Given data START

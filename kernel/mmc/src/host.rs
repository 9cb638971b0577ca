//! MMC 主机抽象
//!
//! 总线层的 host 对象与 host->ops：核心层负责卡枚举、热插拔检测与请求调度，
//! host 驱动只实现 `HostOps`（request、set_iocfg、card_status）。

use alloc::sync::Arc;
use core::time::Duration;

use crate::card::MmcCard;
use crate::types::{HostCaps, IoCfg, MmcReq, PresenceStatus};

/// host 驱动向总线层提供的操作表
///
/// 总线层在同一 host 上同一时刻至多下发一个请求。
pub trait HostOps: Send + Sync {
    /// 执行一次请求。无论成功失败，实现方都必须恰好调用一次 `host.req_complete()`。
    fn request(&self, host: &dyn MmcHost, req: &mut MmcReq<'_>);

    /// 配置时钟、总线宽度与电源
    fn set_iocfg(&self, host: &dyn MmcHost, io_cfg: &IoCfg);

    /// 卡检测线的实时状态；默认认为卡始终在位
    fn card_status(&self, _host: &dyn MmcHost) -> bool {
        true
    }
}

/// 总线层 host 对象
pub trait MmcHost: Send + Sync {
    /// 绑定能力与操作表
    fn register(&self, caps: &HostCaps, ops: Arc<dyn HostOps>);

    /// 通知总线层卡状态可能变化，触发重新检测
    fn change(&self);

    /// 阻塞等待最多 `timeout` 直到检测线程报告新状态；
    /// 超时按 `Removed` 返回
    fn wait_cd_changed(&self, timeout: Duration) -> PresenceStatus;

    /// 请求完成，释放等待中的调用方
    fn req_complete(&self);

    /// 总线层当前持有的卡对象（枚举成功后为 Some）
    fn card(&self) -> Option<MmcCard>;
}

/// 总线层入口：分配 host
pub trait MmcCore {
    fn alloc_host(&self) -> Option<Arc<dyn MmcHost>>;
}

Given data END

→ Task instructions
Whenever a line of the records holds the string "Option", pick it out and copy it.

→ Task result
    fn card(&self) -> Option<MmcCard>;
    fn alloc_host(&self) -> Option<Arc<dyn MmcHost>>;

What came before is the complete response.